Mais, la semaine durant, l’ex-Président a refusé de répondre aux questions des enquêteurs. En s’appuyant, avec sa défense, sur l’article de la Constitution stipulant que président de la République et ministres ne peuvent être jugés que par la Haute Cour de Justice (HCJ), encore en gestation. Une rude bataille qui a mobilisé ses avocats contestant la légalité de son arrestation et dénoncé les conditions de sa détention, « indigne d’un ex-Président ». Pour l’occasion, celui-ci avait choisi d’étoffer son équipe de défense avec deux avocats français dont la présence et les propos ont déclenché une vive polémique.
Aujourd’hui qu’Ould Abdel Aziz est libre, l’opinion attend d’être édifiée sur les conditions de cette « liberté provisoire ». Est-elle intervenue en respect du Droit invoqué par sa défense ou est-elle le fruit de négociations en coulisses ? Qu’il s’agisse d’infirmer ou confirmer les allégations de la famille de l’ex-Président et de ses avocats, le Parquet doit en tout cas sortir de son silence. La justice a tenu à affirmer son indépendance vis-à-vis de l’Exécutif, elle doit le réaffirmer en éclairant l’opinion. Elle doit aussi et surtout lever le doute sur les raisons de l’arrestation de Mohamed ould Abdel Aziz. En effet, certains sceptiques continuent à penser que le dossier des biens mal acquis ne serait pas le mobile véritable de la convocation de l’ex-Président. Le pouvoir aurait-il « paniqué », comme l’a laissé entendre l’ex-ministre des Affaires étrangères Isselkou ould Izidbih, lorsqu’Ould Abdel Aziz annonça son intention de tenir une conférence de presse quelques jours après la convocation de ses proches par le pôle financier mais aussi suite aux accusations sur ses intentions de revenir en politique avec l’achat d’un parti politique, le PUDS en l’occurrence ? Ou détient-il des « arguments assez compromettants »pour qu’on le garde à vue ? L’opinion a besoin de savoir.

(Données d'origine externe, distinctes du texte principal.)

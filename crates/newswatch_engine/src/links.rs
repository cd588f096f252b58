use url::Url;

/// Base of the watched page, used to make extracted hrefs absolute.
#[derive(Debug, Clone, PartialEq, Eq)]
pub struct SourceBase {
    scheme: String,
    origin: String,
}

impl SourceBase {
    pub fn parse(source_url: &str) -> Result<Self, url::ParseError> {
        let url = Url::parse(source_url)?;
        Ok(Self::from_url(&url))
    }

    pub fn from_url(url: &Url) -> Self {
        Self {
            scheme: url.scheme().to_string(),
            origin: url.origin().ascii_serialization(),
        }
    }

    /// Scheme, host and non-default port, without a trailing slash.
    pub fn origin(&self) -> &str {
        &self.origin
    }

    /// Makes `href` absolute.
    ///
    /// - `http://` and `https://` links are returned unchanged.
    /// - `//host/path` takes the scheme of the source.
    /// - `/path` is appended to the origin.
    /// - anything else is appended to the origin after a `/`.
    pub fn resolve(&self, href: &str) -> String {
        let href = href.trim();
        if has_http_scheme(href) {
            href.to_string()
        } else if href.starts_with("//") {
            format!("{}:{}", self.scheme, href)
        } else if href.starts_with('/') {
            format!("{}{}", self.origin, href)
        } else {
            format!("{}/{}", self.origin, href)
        }
    }
}

fn has_http_scheme(href: &str) -> bool {
    ["http://", "https://"].iter().any(|scheme| {
        href.get(..scheme.len())
            .is_some_and(|prefix| prefix.eq_ignore_ascii_case(scheme))
    })
}
//! Telegram Bot API sink.

use std::time::Duration;

use newswatch_logging::watch_debug;
use reqwest::header::CONTENT_TYPE;
use serde::{Deserialize, Serialize};

use crate::notify::{MessageFormat, MessageSink, OutgoingMessage};
use crate::{SinkError, SinkErrorKind};

pub const DEFAULT_API_BASE: &str = "https://api.telegram.org";

#[derive(Debug, Clone)]
pub struct TelegramSettings {
    pub api_base: String,
    pub bot_token: String,
    pub chat_id: String,
    pub disable_link_preview: bool,
    pub request_timeout: Duration,
}

impl Default for TelegramSettings {
    fn default() -> Self {
        Self {
            api_base: DEFAULT_API_BASE.to_string(),
            bot_token: String::new(),
            chat_id: String::new(),
            disable_link_preview: false,
            request_timeout: Duration::from_secs(10),
        }
    }
}

#[derive(Debug, Serialize)]
struct SendMessageRequest<'a> {
    chat_id: &'a str,
    text: &'a str,
    #[serde(skip_serializing_if = "Option::is_none")]
    parse_mode: Option<&'static str>,
    disable_web_page_preview: bool,
}

#[derive(Debug, Serialize)]
struct GetChatRequest<'a> {
    chat_id: &'a str,
}

#[derive(Debug, Deserialize)]
struct ApiResponse {
    ok: bool,
    #[serde(default)]
    description: Option<String>,
    #[serde(default)]
    parameters: Option<ResponseParameters>,
}

#[derive(Debug, Deserialize)]
struct ResponseParameters {
    #[serde(default)]
    retry_after: Option<u64>,
}

pub struct TelegramSink {
    client: reqwest::Client,
    settings: TelegramSettings,
}

impl TelegramSink {
    pub fn new(settings: TelegramSettings) -> Result<Self, SinkError> {
        let client = reqwest::Client::builder()
            .timeout(settings.request_timeout)
            .build()
            .map_err(|err| SinkError::new(SinkErrorKind::Network, err.to_string()))?;
        Ok(Self { client, settings })
    }

    fn method_url(&self, method: &str) -> String {
        format!(
            "{}/bot{}/{}",
            self.settings.api_base.trim_end_matches('/'),
            self.settings.bot_token,
            method
        )
    }

    async fn call<T: Serialize + ?Sized>(&self, method: &str, body: &T) -> Result<(), SinkError> {
        if self.settings.bot_token.is_empty() || self.settings.chat_id.is_empty() {
            return Err(SinkError::new(
                SinkErrorKind::NotConfigured,
                "bot token and chat id are required",
            ));
        }
        let payload = serde_json::to_vec(body)
            .map_err(|err| SinkError::new(SinkErrorKind::InvalidResponse, err.to_string()))?;

        let response = self
            .client
            .post(self.method_url(method))
            .header(CONTENT_TYPE, "application/json")
            .body(payload)
            .send()
            .await
            .map_err(map_reqwest_error)?;
        let status = response.status().as_u16();
        let body = response.bytes().await.map_err(map_reqwest_error)?;
        watch_debug!("Telegram {} responded with {}", method, status);

        let parsed: Option<ApiResponse> = serde_json::from_slice(&body).ok();
        match parsed {
            Some(reply) if reply.ok && (200..300).contains(&status) => Ok(()),
            Some(reply) => Err(classify_failure(
                status,
                reply.description.unwrap_or_default(),
                reply.parameters.and_then(|p| p.retry_after),
            )),
            None if (200..300).contains(&status) => Err(SinkError::new(
                SinkErrorKind::InvalidResponse,
                "response body is not a Bot API reply",
            )),
            None => Err(classify_failure(
                status,
                String::from_utf8_lossy(&body).into_owned(),
                None,
            )),
        }
    }
}

#[async_trait::async_trait]
impl MessageSink for TelegramSink {
    async fn check_reachable(&self) -> Result<(), SinkError> {
        self.call(
            "getChat",
            &GetChatRequest {
                chat_id: &self.settings.chat_id,
            },
        )
        .await
    }

    async fn send(&self, message: &OutgoingMessage) -> Result<(), SinkError> {
        let parse_mode = match message.format {
            MessageFormat::Markdown => Some("Markdown"),
            MessageFormat::Plain => None,
        };
        self.call(
            "sendMessage",
            &SendMessageRequest {
                chat_id: &self.settings.chat_id,
                text: &message.text,
                parse_mode,
                disable_web_page_preview: self.settings.disable_link_preview,
            },
        )
        .await
    }
}

fn classify_failure(status: u16, description: String, retry_after: Option<u64>) -> SinkError {
    let kind = match status {
        400 if is_markup_complaint(&description) => SinkErrorKind::Formatting,
        401 | 403 => SinkErrorKind::Unauthorized,
        429 => SinkErrorKind::RateLimited {
            retry_after_secs: retry_after,
        },
        200..=299 => SinkErrorKind::InvalidResponse,
        other => SinkErrorKind::Rejected(other),
    };
    SinkError::new(kind, description)
}

fn is_markup_complaint(description: &str) -> bool {
    let description = description.to_ascii_lowercase();
    description.contains("parse entities") || description.contains("can't find end of")
}

// The request URL embeds the bot token, so it is stripped before logging.
fn map_reqwest_error(err: reqwest::Error) -> SinkError {
    let kind = if err.is_timeout() {
        SinkErrorKind::Timeout
    } else {
        SinkErrorKind::Network
    };
    SinkError::new(kind, err.without_url().to_string())
}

D’où viendra l’indispensable relance ?
La conférence de presse de l’ex-Président n’a donc pas eu lieu. Le contraire aurait surpris. Le gouvernement ne voulait pas être gêné, semble-t-il, voire déstabilisé par des propos ou « dossiers » que le tombeur de Sidioca a menacé, à plusieurs reprises, de dévoiler. Tout porte à croire que Ghazwani ne voulait pas laisser son « ami de quarante ans » parler. Avec cet épisode, Ould Abdel Aziz vient en tout cas de réussir un autre pari, celui d’occuper encore et toujours l’opinion et le gouvernement. Depuis le combat sur la référence de l’UPR, il ressuscite à chaque fois que l’opinion le pense politiquement enterré. Même si le pouvoir semble déterminé à le bouter hors du champ politique, Ould Abdel Aziz réussit à mener son agenda.

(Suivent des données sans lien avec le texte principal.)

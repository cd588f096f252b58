use crate::{CandidateItem, DeliveryOutcome};

#[derive(Debug, Clone, PartialEq, Eq)]
pub enum Msg {
    /// Process start.
    Started,
    /// Result of the sink reachability check.
    SinkChecked { reachable: bool },
    /// A cycle extracted these items, in document order.
    CycleCompleted { items: Vec<CandidateItem> },
    /// A cycle failed before classification (fetch, decode or panic).
    CycleFailed { reason: String },
    /// One notification attempt finished; the item is already seen either way.
    DeliveryFinished { outcome: DeliveryOutcome },
    /// The poll period elapsed.
    TimerElapsed,
    /// Interrupt signal observed between cycles.
    StopRequested,
    /// Leaves the watcher untouched in every phase.
    NoOp,
}
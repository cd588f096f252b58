//! Newswatch core: pure scheduler state machine and novelty classification.
mod effect;
mod item;
mod msg;
mod novelty;
mod state;
mod update;
mod view_model;

pub use effect::{Effect, ExitStatus};
pub use item::{CandidateItem, DeliveryOutcome};
pub use msg::Msg;
pub use novelty::{classify, SeenSet};
pub use state::{AppState, Phase};
pub use update::update;
pub use view_model::{WatchStats, WatchView};
//! Process-wide logger setup.
//!
//! Terminal output always; an append-mode log file when one is configured.

use std::fs::{File, OpenOptions};
use std::path::Path;

use log::LevelFilter;
use simplelog::{
    ColorChoice, CombinedLogger, Config, ConfigBuilder, SharedLogger, TermLogger, TerminalMode,
    WriteLogger,
};

pub fn initialize(level: LevelFilter, file: Option<&Path>) {
    let config = build_config();

    let mut loggers: Vec<Box<dyn SharedLogger>> = vec![TermLogger::new(
        level,
        config.clone(),
        TerminalMode::Mixed,
        ColorChoice::Auto,
    )];
    if let Some(file_logger) = file.and_then(|path| create_file_logger(path, level, config)) {
        loggers.push(file_logger);
    }

    let _ = CombinedLogger::init(loggers);
}

fn build_config() -> Config {
    ConfigBuilder::new()
        .set_time_format_rfc3339()
        .set_target_level(LevelFilter::Error)
        .add_filter_allow_str("newswatch")
        .build()
}

fn create_file_logger(path: &Path, level: LevelFilter, config: Config) -> Option<Box<WriteLogger<File>>> {
    match OpenOptions::new().create(true).append(true).open(path) {
        Ok(file) => Some(WriteLogger::new(level, config, file)),
        Err(err) => {
            eprintln!("Warning: Could not open log file at {:?}: {}", path, err);
            None
        }
    }
}
use crate::view_model::{WatchStats, WatchView};
use crate::SeenSet;

#[derive(Debug, Clone, Copy, PartialEq, Eq, Default)]
pub enum Phase {
    #[default]
    Starting,
    FirstCycle,
    Steady,
    Stopped,
}

/// Scheduler state: run phase, the Seen-Set it owns, and counters.
#[derive(Debug, Clone, PartialEq, Eq, Default)]
pub struct AppState {
    phase: Phase,
    seen: SeenSet,
    cycle: u64,
    stats: WatchStats,
}

impl AppState {
    pub fn new() -> Self {
        Self::default()
    }

    pub fn phase(&self) -> Phase {
        self.phase
    }

    pub fn seen(&self) -> &SeenSet {
        &self.seen
    }

    pub fn view(&self) -> WatchView {
        WatchView {
            phase: self.phase,
            cycle: self.cycle,
            seen_count: self.seen.len(),
            stats: self.stats,
        }
    }

    pub(crate) fn set_phase(&mut self, phase: Phase) {
        self.phase = phase;
    }

    pub(crate) fn seen_mut(&mut self) -> &mut SeenSet {
        &mut self.seen
    }

    pub(crate) fn stats_mut(&mut self) -> &mut WatchStats {
        &mut self.stats
    }

    /// Advances the cycle counter and returns the new cycle number.
    pub(crate) fn begin_cycle(&mut self) -> u64 {
        self.cycle += 1;
        self.cycle
    }
}
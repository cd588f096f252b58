#![allow(dead_code)]

use std::collections::VecDeque;
use std::sync::{Arc, Mutex};

use newswatch_engine::{
    FailureKind, FetchError, FetchMetadata, FetchOutput, Fetcher, MessageFormat, MessageSink,
    OutgoingMessage, SinkError, SinkErrorKind,
};
use tokio::time::Instant;
use tokio_util::sync::CancellationToken;

pub fn sink_error(kind: SinkErrorKind) -> SinkError {
    SinkError {
        kind,
        message: "scripted failure".to_string(),
    }
}

/// Records every message and answers from a script, then succeeds.
#[derive(Default)]
pub struct RecordingSink {
    reachable: bool,
    replies: Mutex<VecDeque<Result<(), SinkError>>>,
    sent: Mutex<Vec<(Instant, OutgoingMessage)>>,
}

impl RecordingSink {
    pub fn reachable() -> Arc<Self> {
        Arc::new(Self {
            reachable: true,
            ..Self::default()
        })
    }

    pub fn unreachable() -> Arc<Self> {
        Arc::new(Self::default())
    }

    pub fn with_replies(replies: Vec<Result<(), SinkError>>) -> Arc<Self> {
        Arc::new(Self {
            reachable: true,
            replies: Mutex::new(replies.into()),
            ..Self::default()
        })
    }

    pub fn sent(&self) -> Vec<OutgoingMessage> {
        self.sent
            .lock()
            .unwrap()
            .iter()
            .map(|(_, message)| message.clone())
            .collect()
    }

    pub fn sent_at(&self) -> Vec<Instant> {
        self.sent.lock().unwrap().iter().map(|(at, _)| *at).collect()
    }
}

#[async_trait::async_trait]
impl MessageSink for RecordingSink {
    async fn check_reachable(&self) -> Result<(), SinkError> {
        if self.reachable {
            Ok(())
        } else {
            Err(sink_error(SinkErrorKind::Unauthorized))
        }
    }

    async fn send(&self, message: &OutgoingMessage) -> Result<(), SinkError> {
        self.sent
            .lock()
            .unwrap()
            .push((Instant::now(), message.clone()));
        self.replies.lock().unwrap().pop_front().unwrap_or(Ok(()))
    }
}

/// Fails every Markdown message with a formatting rejection.
#[derive(Default)]
pub struct MarkdownRejectingSink {
    pub attempts: Mutex<Vec<MessageFormat>>,
}

#[async_trait::async_trait]
impl MessageSink for MarkdownRejectingSink {
    async fn check_reachable(&self) -> Result<(), SinkError> {
        Ok(())
    }

    async fn send(&self, message: &OutgoingMessage) -> Result<(), SinkError> {
        self.attempts.lock().unwrap().push(message.format);
        match message.format {
            MessageFormat::Markdown => Err(sink_error(SinkErrorKind::Formatting)),
            MessageFormat::Plain => Ok(()),
        }
    }
}

pub enum Page {
    Html(&'static str),
    Fail(FailureKind),
    Panic,
}

/// Serves one scripted page per call and cancels `stop` once the script is
/// exhausted, so the run loop exits at its next wait.
pub struct ScriptedFetcher {
    pages: Mutex<VecDeque<Page>>,
    calls: Mutex<Vec<Instant>>,
    stop: CancellationToken,
}

impl ScriptedFetcher {
    pub fn new(pages: Vec<Page>, stop: CancellationToken) -> Arc<Self> {
        Arc::new(Self {
            pages: Mutex::new(pages.into()),
            calls: Mutex::new(Vec::new()),
            stop,
        })
    }

    pub fn calls(&self) -> Vec<Instant> {
        self.calls.lock().unwrap().clone()
    }
}

#[async_trait::async_trait]
impl Fetcher for ScriptedFetcher {
    async fn fetch(&self, url: &str) -> Result<FetchOutput, FetchError> {
        self.calls.lock().unwrap().push(Instant::now());
        let page = {
            let mut pages = self.pages.lock().unwrap();
            let page = pages.pop_front();
            if pages.is_empty() {
                self.stop.cancel();
            }
            page
        };

        match page {
            Some(Page::Html(html)) => Ok(FetchOutput {
                bytes: html.as_bytes().to_vec(),
                metadata: FetchMetadata {
                    final_url: url.to_string(),
                    redirect_count: 0,
                    content_type: Some("text/html; charset=utf-8".to_string()),
                    byte_len: html.len() as u64,
                },
            }),
            Some(Page::Fail(kind)) => Err(FetchError {
                kind,
                message: "scripted failure".to_string(),
            }),
            Some(Page::Panic) => panic!("scripted fetcher panic"),
            None => Err(FetchError {
                kind: FailureKind::Network,
                message: "script exhausted".to_string(),
            }),
        }
    }
}
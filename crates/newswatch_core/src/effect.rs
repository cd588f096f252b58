use crate::CandidateItem;

#[derive(Debug, Clone, PartialEq, Eq)]
pub enum Effect {
    /// Probe the notification sink before the first cycle.
    CheckSink,
    /// Fetch, decode and extract the source document.
    RunCycle { cycle: u64 },
    /// Deliver one new item to the sink.
    Notify(CandidateItem),
    /// Sleep one full poll period, unless an interrupt arrives first.
    WaitForNextCycle,
    /// Leave the run loop with the given status.
    Exit(ExitStatus),
}

#[derive(Debug, Clone, Copy, PartialEq, Eq)]
pub enum ExitStatus {
    /// Interrupt-triggered shutdown.
    Clean,
    /// The startup reachability check against the sink failed.
    SinkUnreachable,
}

impl ExitStatus {
    pub fn code(self) -> u8 {
        match self {
            ExitStatus::Clean => 0,
            ExitStatus::SinkUnreachable => 1,
        }
    }
}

Après son arrestation, la majorité de l’opinion se crut soulagée, pensant que la descente aux enfers de l’ex-Président était enfin actée. Pour les observateurs, le marabout-président avait marqué un autre gros coup, prouvant que l’opinion que certains de ses concitoyens se font de lui est fausse : ni hésitant ni tatillon, il avance à pas sûrs pour éviter des erreurs que son prédécesseur ne manquerait pas d’exploiter. Ses proches n’ont d’ailleurs pas manqué d’occuper les réseaux sociaux à défaut de faire bouger la rue.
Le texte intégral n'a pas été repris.